The Madman Pastor

by Bill Davis

The apostle Paul says he’s “talking like a madman” in 2 Corinthians 11 as he lists an amazing set of hardships he had faced. But it isn’t the near-death experiences that are the most amazing—it’s the end of his list that really grabs my attention. Allow me a little “madman talk” myself to explain...

Paul was defending his authority to the Corinthian church and challenging the false teachers who were misleading them.  He engaged in outward boasting which he noted as “foolish” by focusing on himself in this way to justify his calling. Starting around verse 23, he begins comparing himself to those false so-called apostles with a resumé-like list of hardships he’s endured in ministry:

  • full lashings from Jews on 5 occasions
  • beaten with rods by Romans on 3 occasions
  • endured a stoning
  • shipwrecked 3 occasions, once with a full night in the open sea
  • dangers from river currents
  • dangers from bandits
  • dangers from Jews
  • dangers from Gentiles
  • dangers from false Christians
  • dangers in cities and wilderness, dry land and sea
  • hard labor and hardship 
  • sleepless nights
  • hunger and thirst, or often without food 
  • cold and without clothing

Quite a list!  Give yourself a moment to soak all those in and truly imagine some of them. A recent article I read (Being a Pastor Isn’t ‘Just a Job’) pointed out Paul’s capstone to the above list in verse 28 by saying, “Not to mention... there is the daily pressure on me: my concern for all the churches.” Paul is putting “daily concern for the church” (i.e., the people) effectively on par with beatings, floggings, shipwrecks, poverty and the rest.  

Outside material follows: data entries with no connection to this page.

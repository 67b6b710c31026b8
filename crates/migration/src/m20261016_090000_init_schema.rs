use sea_orm_migration::prelude::*;
use sea_orm_migration::schema::*;

#[derive(DeriveMigrationName)]
pub struct Migration;

#[async_trait::async_trait]
impl MigrationTrait for Migration {
    async fn up(&self, manager: &SchemaManager) -> Result<(), DbErr> {
        manager
            .create_table(
                Table::create()
                    .table(User::Table)
                    .if_not_exists()
                    .col(pk_auto(User::Id))
                    .col(string_len(User::Name, 100))
                    // Stored lowercased by the application, so this index is
                    // effectively case-insensitive.
                    .col(string_len(User::Email, 255).unique_key())
                    .col(string_len(User::PasswordHash, 255))
                    .col(boolean(User::Admin).default(false))
                    .col(timestamp(User::CreatedAt).default(Expr::current_timestamp()))
                    .to_owned(),
            )
            .await?;

        manager
            .create_table(
                Table::create()
                    .table(Semester::Table)
                    .if_not_exists()
                    .col(pk_auto(Semester::Id))
                    .col(string_len(Semester::Name, 200))
                    .col(integer(Semester::SortOrder).default(0))
                    .to_owned(),
            )
            .await?;

        manager
            .create_table(
                Table::create()
                    .table(Enrollment::Table)
                    .if_not_exists()
                    .col(integer(Enrollment::UserId))
                    .col(integer(Enrollment::SemesterId))
                    .primary_key(
                        Index::create()
                            .col(Enrollment::UserId)
                            .col(Enrollment::SemesterId),
                    )
                    .foreign_key(
                        ForeignKey::create()
                            .name("fk-enrollment-user_id")
                            .from(Enrollment::Table, Enrollment::UserId)
                            .to(User::Table, User::Id)
                            .on_delete(ForeignKeyAction::Cascade),
                    )
                    .foreign_key(
                        ForeignKey::create()
                            .name("fk-enrollment-semester_id")
                            .from(Enrollment::Table, Enrollment::SemesterId)
                            .to(Semester::Table, Semester::Id)
                            .on_delete(ForeignKeyAction::Cascade),
                    )
                    .to_owned(),
            )
            .await?;

        manager
            .create_table(
                Table::create()
                    .table(Mentorship::Table)
                    .if_not_exists()
                    .col(integer(Mentorship::MentorId))
                    .col(integer(Mentorship::MenteeId))
                    .primary_key(
                        Index::create()
                            .col(Mentorship::MentorId)
                            .col(Mentorship::MenteeId),
                    )
                    .foreign_key(
                        ForeignKey::create()
                            .name("fk-mentorship-mentor_id")
                            .from(Mentorship::Table, Mentorship::MentorId)
                            .to(User::Table, User::Id)
                            .on_delete(ForeignKeyAction::Cascade),
                    )
                    .foreign_key(
                        ForeignKey::create()
                            .name("fk-mentorship-mentee_id")
                            .from(Mentorship::Table, Mentorship::MenteeId)
                            .to(User::Table, User::Id)
                            .on_delete(ForeignKeyAction::Cascade),
                    )
                    .to_owned(),
            )
            .await?;

        manager
            .create_table(
                Table::create()
                    .table(Week::Table)
                    .if_not_exists()
                    .col(pk_auto(Week::Id))
                    .col(integer(Week::SemesterId))
                    .col(integer(Week::WeekNum))
                    .col(string_len(Week::Header, 200))
                    .col(text(Week::Intro))
                    .foreign_key(
                        ForeignKey::create()
                            .name("fk-week-semester_id")
                            .from(Week::Table, Week::SemesterId)
                            .to(Semester::Table, Semester::Id)
                            .on_delete(ForeignKeyAction::Cascade),
                    )
                    .to_owned(),
            )
            .await?;

        manager
            .create_index(
                Index::create()
                    .name("idx_week_semester_id_week_num")
                    .table(Week::Table)
                    .col(Week::SemesterId)
                    .col(Week::WeekNum)
                    .unique()
                    .to_owned(),
            )
            .await?;

        manager
            .create_table(
                Table::create()
                    .table(Assignment::Table)
                    .if_not_exists()
                    .col(pk_auto(Assignment::Id))
                    .col(integer(Assignment::WeekId))
                    .col(string_len(Assignment::Name, 200))
                    .col(text(Assignment::Instructions))
                    .foreign_key(
                        ForeignKey::create()
                            .name("fk-assignment-week_id")
                            .from(Assignment::Table, Assignment::WeekId)
                            .to(Week::Table, Week::Id)
                            .on_delete(ForeignKeyAction::Cascade),
                    )
                    .to_owned(),
            )
            .await?;

        manager
            .create_table(
                Table::create()
                    .table(Document::Table)
                    .if_not_exists()
                    .col(pk_auto(Document::Id))
                    .col(integer(Document::WeekId))
                    .col(string_len(Document::Name, 255))
                    .col(blob(Document::Data))
                    .foreign_key(
                        ForeignKey::create()
                            .name("fk-document-week_id")
                            .from(Document::Table, Document::WeekId)
                            .to(Week::Table, Week::Id)
                            .on_delete(ForeignKeyAction::Cascade),
                    )
                    .to_owned(),
            )
            .await?;

        manager
            .create_table(
                Table::create()
                    .table(Submission::Table)
                    .if_not_exists()
                    .col(pk_auto(Submission::Id))
                    .col(integer(Submission::AssignmentId))
                    .col(integer(Submission::AuthorId))
                    .col(timestamp(Submission::Timestamp).default(Expr::current_timestamp()))
                    .col(text(Submission::Text))
                    .col(string_len_null(Submission::Filename, 255))
                    .col(blob_null(Submission::Attachment))
                    .foreign_key(
                        ForeignKey::create()
                            .name("fk-submission-assignment_id")
                            .from(Submission::Table, Submission::AssignmentId)
                            .to(Assignment::Table, Assignment::Id)
                            .on_delete(ForeignKeyAction::Cascade),
                    )
                    .foreign_key(
                        ForeignKey::create()
                            .name("fk-submission-author_id")
                            .from(Submission::Table, Submission::AuthorId)
                            .to(User::Table, User::Id)
                            .on_delete(ForeignKeyAction::Cascade),
                    )
                    .to_owned(),
            )
            .await?;

        manager
            .create_index(
                Index::create()
                    .name("idx_submission_assignment_id")
                    .table(Submission::Table)
                    .col(Submission::AssignmentId)
                    .to_owned(),
            )
            .await?;

        manager
            .create_index(
                Index::create()
                    .name("idx_submission_author_id")
                    .table(Submission::Table)
                    .col(Submission::AuthorId)
                    .to_owned(),
            )
            .await?;

        manager
            .create_table(
                Table::create()
                    .table(Feedback::Table)
                    .if_not_exists()
                    .col(pk_auto(Feedback::Id))
                    .col(integer(Feedback::SubmissionId))
                    .col(integer(Feedback::AuthorId))
                    .col(text(Feedback::Text))
                    .col(timestamp(Feedback::Timestamp).default(Expr::current_timestamp()))
                    .foreign_key(
                        ForeignKey::create()
                            .name("fk-feedback-submission_id")
                            .from(Feedback::Table, Feedback::SubmissionId)
                            .to(Submission::Table, Submission::Id)
                            .on_delete(ForeignKeyAction::Cascade),
                    )
                    .foreign_key(
                        ForeignKey::create()
                            .name("fk-feedback-author_id")
                            .from(Feedback::Table, Feedback::AuthorId)
                            .to(User::Table, User::Id)
                            .on_delete(ForeignKeyAction::Cascade),
                    )
                    .to_owned(),
            )
            .await?;

        manager
            .create_table(
                Table::create()
                    .table(Announcement::Table)
                    .if_not_exists()
                    .col(pk_auto(Announcement::Id))
                    .col(string_len(Announcement::Author, 255))
                    .col(string_len(Announcement::Title, 200))
                    .col(text(Announcement::Content))
                    .col(timestamp(Announcement::Timestamp).default(Expr::current_timestamp()))
                    .to_owned(),
            )
            .await?;

        manager
            .create_index(
                Index::create()
                    .name("idx_announcement_timestamp")
                    .table(Announcement::Table)
                    .col(Announcement::Timestamp)
                    .to_owned(),
            )
            .await?;

        manager
            .create_table(
                Table::create()
                    .table(Session::Table)
                    .if_not_exists()
                    .col(string_len(Session::Token, 36).primary_key())
                    .col(integer(Session::UserId))
                    .col(timestamp(Session::CreatedAt).default(Expr::current_timestamp()))
                    .foreign_key(
                        ForeignKey::create()
                            .name("fk-session-user_id")
                            .from(Session::Table, Session::UserId)
                            .to(User::Table, User::Id)
                            .on_delete(ForeignKeyAction::Cascade),
                    )
                    .to_owned(),
            )
            .await?;

        Ok(())
    }

    async fn down(&self, manager: &SchemaManager) -> Result<(), DbErr> {
        manager
            .drop_table(Table::drop().table(Session::Table).to_owned())
            .await?;

        manager
            .drop_table(Table::drop().table(Announcement::Table).to_owned())
            .await?;

        manager
            .drop_table(Table::drop().table(Feedback::Table).to_owned())
            .await?;

        manager
            .drop_table(Table::drop().table(Submission::Table).to_owned())
            .await?;

        manager
            .drop_table(Table::drop().table(Document::Table).to_owned())
            .await?;

        manager
            .drop_table(Table::drop().table(Assignment::Table).to_owned())
            .await?;

        manager
            .drop_table(Table::drop().table(Week::Table).to_owned())
            .await?;

        manager
            .drop_table(Table::drop().table(Mentorship::Table).to_owned())
            .await?;

        manager
            .drop_table(Table::drop().table(Enrollment::Table).to_owned())
            .await?;

        manager
            .drop_table(Table::drop().table(Semester::Table).to_owned())
            .await?;

        manager
            .drop_table(Table::drop().table(User::Table).to_owned())
            .await?;

        Ok(())
    }
}

#[derive(DeriveIden)]
enum User {
    Table,
    Id,
    Name,
    Email,
    PasswordHash,
    Admin,
    CreatedAt,
}

#[derive(DeriveIden)]
enum Semester {
    Table,
    Id,
    Name,
    SortOrder,
}

#[derive(DeriveIden)]
enum Enrollment {
    Table,
    UserId,
    SemesterId,
}

#[derive(DeriveIden)]
enum Mentorship {
    Table,
    MentorId,
    MenteeId,
}

#[derive(DeriveIden)]
enum Week {
    Table,
    Id,
    SemesterId,
    WeekNum,
    Header,
    Intro,
}

#[derive(DeriveIden)]
enum Assignment {
    Table,
    Id,
    WeekId,
    Name,
    Instructions,
}

#[derive(DeriveIden)]
enum Document {
    Table,
    Id,
    WeekId,
    Name,
    Data,
}

#[derive(DeriveIden)]
enum Submission {
    Table,
    Id,
    AssignmentId,
    AuthorId,
    Timestamp,
    Text,
    Filename,
    Attachment,
}

#[derive(DeriveIden)]
enum Feedback {
    Table,
    Id,
    SubmissionId,
    AuthorId,
    Text,
    Timestamp,
}

#[derive(DeriveIden)]
enum Announcement {
    Table,
    Id,
    Author,
    Title,
    Content,
    Timestamp,
}

#[derive(DeriveIden)]
enum Session {
    Table,
    Token,
    UserId,
    CreatedAt,
}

Now, to the best of my knowledge, Abraham, Gami, Mikel, Paul, Will and I—your Pastor/Teachers—have never been shipwrecked. We’ve never been pelted with heavy stones. And while Abraham may have had to face a stiff current during a triathlon swim, I don’t think it compares to a night stranded in the open sea. But one thing I know for a fact: we all, both individually and as a group of elders, carry the joyful burden and pressure of concern for all the church at Kossuth. That caring concern is always at hand.

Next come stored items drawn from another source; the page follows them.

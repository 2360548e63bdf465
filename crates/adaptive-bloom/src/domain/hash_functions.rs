//! Seeded hash family for Bloom filter indexing
//!
//! A `HashFamily` derives `k` hash functions from one base algorithm by
//! seeding it with `k` fixed seeds. Hashing is a pure function of
//! `(key, seed_i)`, so a key produces the same raw hashes in every filter
//! generation; only the final reduction modulo capacity differs.

use std::io::Cursor;

use serde::{Deserialize, Serialize};

use crate::error::FilterError;

/// Multiplier for the rolling polynomial hash
const POLY_MULTIPLIER: u64 = 31;

/// Base algorithm used by every function of a family
#[derive(Clone, Copy, Debug, Default, PartialEq, Eq, Serialize, Deserialize)]
#[serde(rename_all = "snake_case")]
pub enum HashAlgorithm {
    /// Seeded rolling hash `h = h * 31 + b`, followed by a 64-bit finalizer
    #[default]
    Polynomial,
    /// MurmurHash3 x64/128, lower 64 bits
    Murmur3,
}

/// Seeded rolling polynomial hash.
///
/// The raw polynomial only shifts by a constant when the seed changes, so
/// the murmur3 finalizer is applied to decorrelate functions of one family.
pub fn polynomial_hash(key: &[u8], seed: u32) -> u64 {
    let mut h = seed as u64;
    for &b in key {
        h = h.wrapping_mul(POLY_MULTIPLIER).wrapping_add(b as u64);
    }
    fmix64(h)
}

/// Hash with MurmurHash3 under the given seed
pub fn murmur_hash(key: &[u8], seed: u32) -> u64 {
    let mut cursor = Cursor::new(key);
    let hash = murmur3::murmur3_x64_128(&mut cursor, seed).unwrap_or(0);
    hash as u64
}

/// MurmurHash3 64-bit finalizer
fn fmix64(mut k: u64) -> u64 {
    k ^= k >> 33;
    k = k.wrapping_mul(0xff51_afd7_ed55_8ccd);
    k ^= k >> 33;
    k = k.wrapping_mul(0xc4ce_b9fe_1a85_ec53);
    k ^= k >> 33;
    k
}

/// Deterministic default seeds: odd multiples of the 32-bit golden ratio
pub fn default_seeds(k: usize) -> Vec<u32> {
    (0..k as u32)
        .map(|i| 0x9E37_79B9u32.wrapping_mul(i.wrapping_add(1)) | 1)
        .collect()
}

/// `k` independent, deterministic hash functions over byte keys
#[derive(Clone, Debug, PartialEq, Eq)]
pub struct HashFamily {
    seeds: Vec<u32>,
    algorithm: HashAlgorithm,
}

impl HashFamily {
    /// Create a family with one function per seed
    pub fn new(seeds: Vec<u32>, algorithm: HashAlgorithm) -> Result<Self, FilterError> {
        if seeds.is_empty() {
            return Err(FilterError::InvalidHashCount { hash_count: 0 });
        }
        Ok(Self { seeds, algorithm })
    }

    /// Create a family of `k` functions using `default_seeds`
    pub fn with_default_seeds(k: usize, algorithm: HashAlgorithm) -> Result<Self, FilterError> {
        Self::new(default_seeds(k), algorithm)
    }

    /// Number of hash functions
    pub fn k(&self) -> usize {
        self.seeds.len()
    }

    pub fn seeds(&self) -> &[u32] {
        &self.seeds
    }

    pub fn algorithm(&self) -> HashAlgorithm {
        self.algorithm
    }

    /// Raw hash of `key` under the i-th function.
    ///
    /// # Panics
    /// Panics if `i >= k`.
    pub fn hash(&self, key: &[u8], i: usize) -> u64 {
        let seed = self.seeds[i];
        match self.algorithm {
            HashAlgorithm::Polynomial => polynomial_hash(key, seed),
            HashAlgorithm::Murmur3 => murmur_hash(key, seed),
        }
    }

    /// Bit index of `key` under the i-th function for a given capacity
    pub fn index_for(&self, key: &[u8], i: usize, capacity: usize) -> usize {
        (self.hash(key, i) % capacity as u64) as usize
    }

    /// All `k` bit indices of `key`, in function order
    pub fn indices<'a>(&'a self, key: &'a [u8], capacity: usize) -> impl Iterator<Item = usize> + 'a {
        (0..self.k()).map(move |i| self.index_for(key, i, capacity))
    }
}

You are dear to us, and it is a humble privilege to serve this body. It’s a joy to get a front-row (or sometimes behind-the-scenes) view into God’s grace working mightily in the lives of Kossuth. But it’s not without its costs. For example, our “vocational elders”—Abraham, Will, and Gami—at times can go home so emotionally exhausted they have nothing left in the tank for anyone at home. Their desire to always serve makes them both “in” and “on” most of the time, needing to switch gears & contexts regularly, and the natural desire to please so many can be very demanding. Our “non-vocational elders”—Paul, Mikel, and I—have the same on-call desires, sometimes feeling the pressure to maintain an unbalance-able bi-vocation while trying not to cheat our families to make up the difference. We fail a lot at this.

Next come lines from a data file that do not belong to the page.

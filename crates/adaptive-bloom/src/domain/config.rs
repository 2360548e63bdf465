//! Adaptive filter configuration and validation
//!
//! # Example
//!
//! ```
//! use adaptive_bloom::{AdaptiveConfigBuilder, ResizeMode};
//!
//! let config = AdaptiveConfigBuilder::new()
//!     .initial_capacity(256)
//!     .hash_count(3)
//!     .fullness_threshold(0.5)
//!     .growth_factor(2.0)
//!     .resize_mode(ResizeMode::Inline)
//!     .build()
//!     .expect("valid config");
//! assert_eq!(config.initial_capacity, 256);
//! ```

use serde::{Deserialize, Serialize};

use super::hash_functions::{default_seeds, HashAlgorithm};
use super::parameters::calculate_optimal_parameters;
use crate::error::FilterError;

/// Where a threshold-triggered rebuild runs
#[derive(Clone, Copy, Debug, Default, PartialEq, Eq, Serialize, Deserialize)]
#[serde(rename_all = "snake_case")]
pub enum ResizeMode {
    /// On the thread whose `add` crossed the threshold; that `add` returns
    /// only once the filter is below the threshold again
    Inline,
    /// On a dedicated worker thread; the triggering `add` returns immediately
    #[default]
    Background,
}

/// Adaptive Bloom filter configuration
#[derive(Clone, Debug, PartialEq, Serialize, Deserialize)]
#[serde(default)]
pub struct AdaptiveConfig {
    /// Bits in the first generation
    pub initial_capacity: usize,
    /// Hash functions per key (k), constant across generations
    pub hash_count: usize,
    /// Fullness at or above which a resize is triggered, in (0, 1]
    pub fullness_threshold: f64,
    /// Capacity multiplier per resize, > 1
    pub growth_factor: f64,
    /// Upper bound on capacity; growth stops here
    pub max_capacity: Option<usize>,
    /// Explicit hash seeds, one per hash function
    pub seeds: Option<Vec<u32>>,
    pub hash_algorithm: HashAlgorithm,
    pub resize_mode: ResizeMode,
}

impl Default for AdaptiveConfig {
    fn default() -> Self {
        Self {
            initial_capacity: 1024,
            hash_count: 3,
            fullness_threshold: 0.5,
            growth_factor: 2.0,
            max_capacity: None,
            seeds: None,
            hash_algorithm: HashAlgorithm::Polynomial,
            resize_mode: ResizeMode::Background,
        }
    }
}

impl AdaptiveConfig {
    /// Create a validated configuration from the four core parameters
    pub fn new(
        initial_capacity: usize,
        hash_count: usize,
        fullness_threshold: f64,
        growth_factor: f64,
    ) -> Result<Self, FilterError> {
        let config = Self {
            initial_capacity,
            hash_count,
            fullness_threshold,
            growth_factor,
            ..Default::default()
        };
        config.validate()?;
        Ok(config)
    }

    /// Size the first generation for `expected_keys` at `target_fpr`.
    ///
    /// The filter still grows past this if more keys arrive.
    pub fn for_expected_keys(expected_keys: usize, target_fpr: f64) -> Result<Self, FilterError> {
        if !(target_fpr > 0.0 && target_fpr < 1.0) {
            return Err(FilterError::InvalidParameters(format!(
                "target_fpr must be in (0, 1), got {}",
                target_fpr
            )));
        }
        let params = calculate_optimal_parameters(expected_keys, target_fpr);
        Self::new(params.size_bits, params.hash_count, 0.5, 2.0)
    }

    /// Validate every field
    pub fn validate(&self) -> Result<(), FilterError> {
        if self.initial_capacity == 0 {
            return Err(FilterError::InvalidCapacity {
                capacity: self.initial_capacity,
            });
        }

        if self.hash_count == 0 {
            return Err(FilterError::InvalidHashCount {
                hash_count: self.hash_count,
            });
        }

        // Written so that NaN fails too
        if !(self.fullness_threshold > 0.0 && self.fullness_threshold <= 1.0) {
            return Err(FilterError::InvalidThreshold {
                threshold: self.fullness_threshold,
            });
        }

        if !(self.growth_factor > 1.0) || !self.growth_factor.is_finite() {
            return Err(FilterError::InvalidGrowthFactor {
                factor: self.growth_factor,
            });
        }

        if let Some(seeds) = &self.seeds {
            if seeds.len() != self.hash_count {
                return Err(FilterError::SeedCountMismatch {
                    expected: self.hash_count,
                    actual: seeds.len(),
                });
            }
        }

        if let Some(max) = self.max_capacity {
            if max < self.initial_capacity {
                return Err(FilterError::InvalidParameters(format!(
                    "max_capacity {} is below initial_capacity {}",
                    max, self.initial_capacity
                )));
            }
        }

        Ok(())
    }

    /// Seeds to hash with: the explicit ones, or the deterministic defaults
    pub fn effective_seeds(&self) -> Vec<u32> {
        self.seeds
            .clone()
            .unwrap_or_else(|| default_seeds(self.hash_count))
    }
}

/// Builder for AdaptiveConfig with validation
#[derive(Default)]
pub struct AdaptiveConfigBuilder {
    initial_capacity: Option<usize>,
    hash_count: Option<usize>,
    fullness_threshold: Option<f64>,
    growth_factor: Option<f64>,
    max_capacity: Option<usize>,
    seeds: Option<Vec<u32>>,
    hash_algorithm: Option<HashAlgorithm>,
    resize_mode: Option<ResizeMode>,
}

impl AdaptiveConfigBuilder {
    pub fn new() -> Self {
        Self::default()
    }

    pub fn initial_capacity(mut self, bits: usize) -> Self {
        self.initial_capacity = Some(bits);
        self
    }

    pub fn hash_count(mut self, k: usize) -> Self {
        self.hash_count = Some(k);
        self
    }

    pub fn fullness_threshold(mut self, threshold: f64) -> Self {
        self.fullness_threshold = Some(threshold);
        self
    }

    pub fn growth_factor(mut self, factor: f64) -> Self {
        self.growth_factor = Some(factor);
        self
    }

    pub fn max_capacity(mut self, bits: usize) -> Self {
        self.max_capacity = Some(bits);
        self
    }

    /// Set explicit seeds; the count must match `hash_count`
    pub fn seeds(mut self, seeds: Vec<u32>) -> Self {
        self.seeds = Some(seeds);
        self
    }

    pub fn hash_algorithm(mut self, algorithm: HashAlgorithm) -> Self {
        self.hash_algorithm = Some(algorithm);
        self
    }

    pub fn resize_mode(mut self, mode: ResizeMode) -> Self {
        self.resize_mode = Some(mode);
        self
    }

    /// Build the AdaptiveConfig, validating all parameters
    pub fn build(self) -> Result<AdaptiveConfig, FilterError> {
        let config = self.build_unchecked();
        config.validate()?;
        Ok(config)
    }

    /// Build without validation (for internal use only)
    pub fn build_unchecked(self) -> AdaptiveConfig {
        let defaults = AdaptiveConfig::default();

        AdaptiveConfig {
            initial_capacity: self.initial_capacity.unwrap_or(defaults.initial_capacity),
            hash_count: self.hash_count.unwrap_or(defaults.hash_count),
            fullness_threshold: self.fullness_threshold.unwrap_or(defaults.fullness_threshold),
            growth_factor: self.growth_factor.unwrap_or(defaults.growth_factor),
            max_capacity: self.max_capacity.or(defaults.max_capacity),
            seeds: self.seeds.or(defaults.seeds),
            hash_algorithm: self.hash_algorithm.unwrap_or(defaults.hash_algorithm),
            resize_mode: self.resize_mode.unwrap_or(defaults.resize_mode),
        }
    }
}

But this is God’s grace to us and, by extension, grace to all of Kossuth. Weak, fallible men like us can be used by God’s Spirit to minister to and equip God’s people to do God’s work for God’s glory. I think that’s a big part of what Peter means when he exhorts elders to be examples. We desperately need the Lord to show up and “accomplish what concerns me” (Psalm 138:8). You do, too.

So this madman will “boast about my weaknesses” (2 Cor 11:30) and invite you to the same. We all face pressures, concerns, and emotional hardship. They are inescapable in this life. Yet, as Paul reminds those same Corinthians earlier in his letter (2 Cor 4), we don’t lose heart because today’s concerns are light and momentary when compared to the eternal glory that awaits. Please know that in the meanwhile, your pastors’ unceasing, joyful burdens for you will continue to beat in our hearts.